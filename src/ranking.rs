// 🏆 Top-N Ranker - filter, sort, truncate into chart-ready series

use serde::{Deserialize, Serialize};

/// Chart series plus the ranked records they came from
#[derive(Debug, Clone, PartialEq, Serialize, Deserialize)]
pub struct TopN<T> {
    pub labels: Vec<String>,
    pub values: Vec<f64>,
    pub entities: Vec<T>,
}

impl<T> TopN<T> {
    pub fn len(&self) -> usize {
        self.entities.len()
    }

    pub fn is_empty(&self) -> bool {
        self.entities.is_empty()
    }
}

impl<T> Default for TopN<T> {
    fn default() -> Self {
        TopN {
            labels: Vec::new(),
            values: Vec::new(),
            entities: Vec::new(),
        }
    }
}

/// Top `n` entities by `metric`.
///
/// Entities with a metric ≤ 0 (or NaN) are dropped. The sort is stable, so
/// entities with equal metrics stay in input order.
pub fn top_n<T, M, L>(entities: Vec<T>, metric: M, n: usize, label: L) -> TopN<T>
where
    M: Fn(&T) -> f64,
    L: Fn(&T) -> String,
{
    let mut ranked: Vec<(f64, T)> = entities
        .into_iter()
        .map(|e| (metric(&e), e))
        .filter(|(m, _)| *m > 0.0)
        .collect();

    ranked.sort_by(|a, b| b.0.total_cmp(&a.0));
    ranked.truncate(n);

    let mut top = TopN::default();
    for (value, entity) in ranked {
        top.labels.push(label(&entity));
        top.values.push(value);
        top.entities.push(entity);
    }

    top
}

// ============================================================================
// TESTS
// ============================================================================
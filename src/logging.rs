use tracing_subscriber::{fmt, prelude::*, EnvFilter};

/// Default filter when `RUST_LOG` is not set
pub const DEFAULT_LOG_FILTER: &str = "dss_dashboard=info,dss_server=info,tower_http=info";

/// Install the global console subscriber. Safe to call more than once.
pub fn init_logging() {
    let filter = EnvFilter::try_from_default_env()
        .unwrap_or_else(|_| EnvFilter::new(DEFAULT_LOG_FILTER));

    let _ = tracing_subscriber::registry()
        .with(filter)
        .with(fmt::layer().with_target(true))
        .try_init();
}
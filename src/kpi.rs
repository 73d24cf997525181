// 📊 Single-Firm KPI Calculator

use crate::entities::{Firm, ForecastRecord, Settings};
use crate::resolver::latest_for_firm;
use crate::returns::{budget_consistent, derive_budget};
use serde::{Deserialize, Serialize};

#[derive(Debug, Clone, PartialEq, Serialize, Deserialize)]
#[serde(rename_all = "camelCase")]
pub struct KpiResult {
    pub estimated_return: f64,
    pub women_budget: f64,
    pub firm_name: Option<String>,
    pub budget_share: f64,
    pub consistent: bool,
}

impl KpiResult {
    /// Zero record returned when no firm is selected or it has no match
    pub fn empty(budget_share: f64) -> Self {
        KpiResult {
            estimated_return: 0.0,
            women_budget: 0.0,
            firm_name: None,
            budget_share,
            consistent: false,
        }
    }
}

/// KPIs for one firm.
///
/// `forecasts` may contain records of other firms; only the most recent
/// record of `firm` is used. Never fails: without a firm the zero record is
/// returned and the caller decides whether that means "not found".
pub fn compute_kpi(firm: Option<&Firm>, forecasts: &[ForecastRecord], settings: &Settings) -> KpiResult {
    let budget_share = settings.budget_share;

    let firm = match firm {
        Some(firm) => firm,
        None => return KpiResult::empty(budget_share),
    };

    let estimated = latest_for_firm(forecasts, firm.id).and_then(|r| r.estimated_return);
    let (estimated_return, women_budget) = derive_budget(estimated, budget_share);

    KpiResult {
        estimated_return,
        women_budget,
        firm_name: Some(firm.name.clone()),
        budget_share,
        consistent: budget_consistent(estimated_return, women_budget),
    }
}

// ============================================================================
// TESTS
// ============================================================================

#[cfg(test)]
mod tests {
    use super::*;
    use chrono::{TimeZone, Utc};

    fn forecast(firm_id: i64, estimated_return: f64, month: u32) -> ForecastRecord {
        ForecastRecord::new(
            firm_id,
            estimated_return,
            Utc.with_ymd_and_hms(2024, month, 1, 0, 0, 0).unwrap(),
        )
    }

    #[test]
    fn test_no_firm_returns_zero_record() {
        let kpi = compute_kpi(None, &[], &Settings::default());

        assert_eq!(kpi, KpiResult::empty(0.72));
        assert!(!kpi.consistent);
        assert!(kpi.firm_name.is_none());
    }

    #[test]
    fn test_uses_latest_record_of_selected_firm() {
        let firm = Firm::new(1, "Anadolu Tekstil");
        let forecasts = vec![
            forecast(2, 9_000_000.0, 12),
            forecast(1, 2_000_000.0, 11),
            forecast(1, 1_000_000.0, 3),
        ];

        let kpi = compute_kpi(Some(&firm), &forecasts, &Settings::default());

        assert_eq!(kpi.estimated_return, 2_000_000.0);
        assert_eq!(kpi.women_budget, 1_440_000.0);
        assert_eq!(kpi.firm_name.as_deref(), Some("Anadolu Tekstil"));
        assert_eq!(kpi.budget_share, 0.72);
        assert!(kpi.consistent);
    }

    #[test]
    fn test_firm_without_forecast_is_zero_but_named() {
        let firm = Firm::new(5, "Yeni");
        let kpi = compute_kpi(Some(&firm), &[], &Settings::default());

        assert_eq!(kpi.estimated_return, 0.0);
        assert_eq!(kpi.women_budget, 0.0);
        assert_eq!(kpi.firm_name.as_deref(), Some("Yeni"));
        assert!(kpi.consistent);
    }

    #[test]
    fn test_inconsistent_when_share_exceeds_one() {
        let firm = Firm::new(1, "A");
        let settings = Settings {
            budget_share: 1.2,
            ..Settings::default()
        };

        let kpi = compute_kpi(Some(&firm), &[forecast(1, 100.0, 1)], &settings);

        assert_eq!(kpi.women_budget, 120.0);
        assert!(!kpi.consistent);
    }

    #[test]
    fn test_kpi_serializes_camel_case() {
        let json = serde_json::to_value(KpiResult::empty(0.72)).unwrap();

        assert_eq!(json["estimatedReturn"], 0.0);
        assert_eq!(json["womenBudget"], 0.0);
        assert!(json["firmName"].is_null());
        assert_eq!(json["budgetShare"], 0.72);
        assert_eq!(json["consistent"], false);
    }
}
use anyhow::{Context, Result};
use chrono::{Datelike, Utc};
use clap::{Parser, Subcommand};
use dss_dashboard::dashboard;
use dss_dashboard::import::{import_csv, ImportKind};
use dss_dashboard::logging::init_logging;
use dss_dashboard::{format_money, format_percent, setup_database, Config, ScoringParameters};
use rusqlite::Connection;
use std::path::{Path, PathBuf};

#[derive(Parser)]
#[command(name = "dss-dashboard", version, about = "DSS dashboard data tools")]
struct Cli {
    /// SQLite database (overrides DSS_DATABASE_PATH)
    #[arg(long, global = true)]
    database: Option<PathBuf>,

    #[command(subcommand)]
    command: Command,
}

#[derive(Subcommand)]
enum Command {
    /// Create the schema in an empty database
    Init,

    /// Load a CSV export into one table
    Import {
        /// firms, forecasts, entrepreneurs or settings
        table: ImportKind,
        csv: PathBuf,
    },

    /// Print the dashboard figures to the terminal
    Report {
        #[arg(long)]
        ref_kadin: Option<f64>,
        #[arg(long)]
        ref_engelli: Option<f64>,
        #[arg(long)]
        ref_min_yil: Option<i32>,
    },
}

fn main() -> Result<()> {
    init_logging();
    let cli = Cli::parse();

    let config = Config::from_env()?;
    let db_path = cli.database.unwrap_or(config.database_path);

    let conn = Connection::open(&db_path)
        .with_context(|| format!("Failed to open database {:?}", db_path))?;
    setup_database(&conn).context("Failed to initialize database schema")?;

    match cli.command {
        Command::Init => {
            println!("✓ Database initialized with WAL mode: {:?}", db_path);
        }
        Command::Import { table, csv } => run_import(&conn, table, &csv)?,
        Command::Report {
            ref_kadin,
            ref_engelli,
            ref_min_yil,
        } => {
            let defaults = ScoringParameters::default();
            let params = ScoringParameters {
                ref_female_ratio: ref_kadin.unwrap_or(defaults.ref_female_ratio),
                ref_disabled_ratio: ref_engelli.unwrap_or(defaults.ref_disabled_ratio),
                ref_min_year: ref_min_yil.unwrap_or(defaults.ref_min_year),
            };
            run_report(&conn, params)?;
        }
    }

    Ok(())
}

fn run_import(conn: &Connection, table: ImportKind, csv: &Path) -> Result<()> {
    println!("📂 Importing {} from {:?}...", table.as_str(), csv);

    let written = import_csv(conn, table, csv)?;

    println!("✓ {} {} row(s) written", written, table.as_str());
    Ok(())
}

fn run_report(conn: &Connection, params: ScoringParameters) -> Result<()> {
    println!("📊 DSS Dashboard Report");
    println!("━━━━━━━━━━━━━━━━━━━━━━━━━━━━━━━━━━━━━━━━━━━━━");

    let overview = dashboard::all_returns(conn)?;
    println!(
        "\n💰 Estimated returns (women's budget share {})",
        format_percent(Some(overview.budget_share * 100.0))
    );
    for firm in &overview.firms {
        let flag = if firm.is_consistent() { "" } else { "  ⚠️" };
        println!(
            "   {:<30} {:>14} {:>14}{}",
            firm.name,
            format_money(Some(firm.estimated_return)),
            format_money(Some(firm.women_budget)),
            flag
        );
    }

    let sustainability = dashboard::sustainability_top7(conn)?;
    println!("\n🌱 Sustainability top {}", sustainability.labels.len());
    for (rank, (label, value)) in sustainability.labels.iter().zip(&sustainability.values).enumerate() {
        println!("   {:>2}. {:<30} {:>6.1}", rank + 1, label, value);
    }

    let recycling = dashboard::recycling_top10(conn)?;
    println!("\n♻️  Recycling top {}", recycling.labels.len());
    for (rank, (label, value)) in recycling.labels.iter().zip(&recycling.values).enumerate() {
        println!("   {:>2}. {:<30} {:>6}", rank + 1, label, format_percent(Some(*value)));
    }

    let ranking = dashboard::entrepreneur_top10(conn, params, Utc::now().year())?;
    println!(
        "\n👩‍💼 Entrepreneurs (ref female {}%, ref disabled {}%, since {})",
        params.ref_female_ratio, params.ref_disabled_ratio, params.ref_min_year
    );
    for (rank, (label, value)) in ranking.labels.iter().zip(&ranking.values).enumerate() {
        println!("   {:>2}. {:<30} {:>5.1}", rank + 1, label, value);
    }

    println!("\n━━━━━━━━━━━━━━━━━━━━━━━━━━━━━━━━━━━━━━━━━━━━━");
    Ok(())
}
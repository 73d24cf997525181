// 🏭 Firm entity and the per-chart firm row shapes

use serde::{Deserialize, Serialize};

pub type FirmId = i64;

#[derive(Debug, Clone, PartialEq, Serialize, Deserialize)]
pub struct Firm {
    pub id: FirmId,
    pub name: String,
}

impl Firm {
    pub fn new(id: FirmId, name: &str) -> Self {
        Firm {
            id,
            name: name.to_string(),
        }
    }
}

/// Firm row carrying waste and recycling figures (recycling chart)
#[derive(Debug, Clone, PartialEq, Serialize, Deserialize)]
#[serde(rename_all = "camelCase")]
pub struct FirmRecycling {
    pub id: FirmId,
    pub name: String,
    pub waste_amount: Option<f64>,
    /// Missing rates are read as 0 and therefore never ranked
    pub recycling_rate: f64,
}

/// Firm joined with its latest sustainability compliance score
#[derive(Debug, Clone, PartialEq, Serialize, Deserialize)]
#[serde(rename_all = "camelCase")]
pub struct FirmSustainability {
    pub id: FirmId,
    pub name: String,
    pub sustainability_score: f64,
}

—————

* _EXERCISE INSTRUCTIONS_
Take the lines from the first line of the listing up to and including the line with "pub struct TopN<T>" and give them again exactly.

* _TASK RESPONSE_
filename src/ranking.rs
// 🏆 Top-N Ranker - filter, sort, truncate into chart-ready series

use serde::{Deserialize, Serialize};

/// Chart series plus the ranked records they came from
#[derive(Debug, Clone, PartialEq, Serialize, Deserialize)]
pub struct TopN<T> {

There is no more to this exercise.